**Material provided:**

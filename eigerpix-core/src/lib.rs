//! eigerpix-core: Detector profile logic for EIGER NXmx data.
//!
//! This crate holds the pieces that do not touch HDF5: the detector
//! descriptor and module slicer, firmware version handling and metadata
//! repair, flat image index resolution across multi-file datasets, and
//! overflow/underflow sentinel remapping.
//!

pub mod detector;
pub mod error;
pub mod geometry;
pub mod layout;
pub mod profile;
pub mod sentinel;
pub mod version;

pub use detector::{DetectorDescriptor, DetectorModule, ModuleSlice};
pub use error::{Error, Result};
pub use geometry::Goniometer;
pub use layout::{is_data_block_key, DatasetLayout, FrameLocation, FrameOrder};
pub use profile::{DetectorProfile, EigerProfile, ProfileConfig, CHESS_PLUGIN_NAME};
pub use sentinel::{SentinelPolicy, INACTIVE_PIXEL, SATURATED_PIXEL};
pub use version::{FirmwareVersion, PreRelease};
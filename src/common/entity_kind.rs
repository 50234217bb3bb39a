//! Record kind discriminator.

use std::fmt;

/// The seven record kinds stored by the heap store.
///
/// The discriminant is the entity tag written into composite index keys and
/// secondary index values, so it must stay stable on disk.
#[repr(u8)]
#[derive(Debug, Clone, Copy, PartialEq, Eq, Hash, PartialOrd, Ord)]
pub enum EntityKind {
    Profile = 1,
    Vehicle = 2,
    Trip = 3,
    Maintenance = 4,
    Expense = 5,
    Document = 6,
    Incident = 7,
}

impl EntityKind {
    /// All kinds, in heap table order.
    pub const ALL: [EntityKind; 7] = [
        EntityKind::Profile,
        EntityKind::Vehicle,
        EntityKind::Trip,
        EntityKind::Maintenance,
        EntityKind::Expense,
        EntityKind::Document,
        EntityKind::Incident,
    ];

    /// Convert from the on-disk tag.
    pub fn from_u8(value: u8) -> Option<Self> {
        match value {
            1 => Some(EntityKind::Profile),
            2 => Some(EntityKind::Vehicle),
            3 => Some(EntityKind::Trip),
            4 => Some(EntityKind::Maintenance),
            5 => Some(EntityKind::Expense),
            6 => Some(EntityKind::Document),
            7 => Some(EntityKind::Incident),
            _ => None,
        }
    }

    /// Position of this kind's table in the heap store header.
    #[inline]
    pub fn table_index(self) -> usize {
        self as usize - 1
    }

    /// Bytes per heap slot for this kind.
    pub fn slot_size(self) -> u32 {
        match self {
            EntityKind::Incident => 2048,
            _ => 1024,
        }
    }

    /// Short lowercase name used in logs and errors.
    pub fn name(self) -> &'static str {
        match self {
            EntityKind::Profile => "profile",
            EntityKind::Vehicle => "vehicle",
            EntityKind::Trip => "trip",
            EntityKind::Maintenance => "maintenance",
            EntityKind::Expense => "expense",
            EntityKind::Document => "document",
            EntityKind::Incident => "incident",
        }
    }
}

impl fmt::Display for EntityKind {
    fn fmt(&self, f: &mut fmt::Formatter<'_>) -> fmt::Result {
        f.write_str(self.name())
    }
}

#[cfg(test)]
mod tests {
    use super::*;

    #[test]
    fn test_tag_roundtrip() {
        for kind in EntityKind::ALL {
            assert_eq!(EntityKind::from_u8(kind as u8), Some(kind));
        }
        assert_eq!(EntityKind::from_u8(0), None);
        assert_eq!(EntityKind::from_u8(8), None);
    }

    #[test]
    fn test_table_index_is_dense() {
        let indexes: Vec<usize> = EntityKind::ALL.iter().map(|k| k.table_index()).collect();
        assert_eq!(indexes, (0..7).collect::<Vec<_>>());
    }

    #[test]
    fn test_trip_tag() {
        assert_eq!(EntityKind::Trip as u8, 3);
        assert_eq!(format!("{}", EntityKind::Trip), "trip");
    }
}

**Task details:** Note how many lines of the material contain the string "Maintenance". Then report that number by itself.

**Result of this task:** 4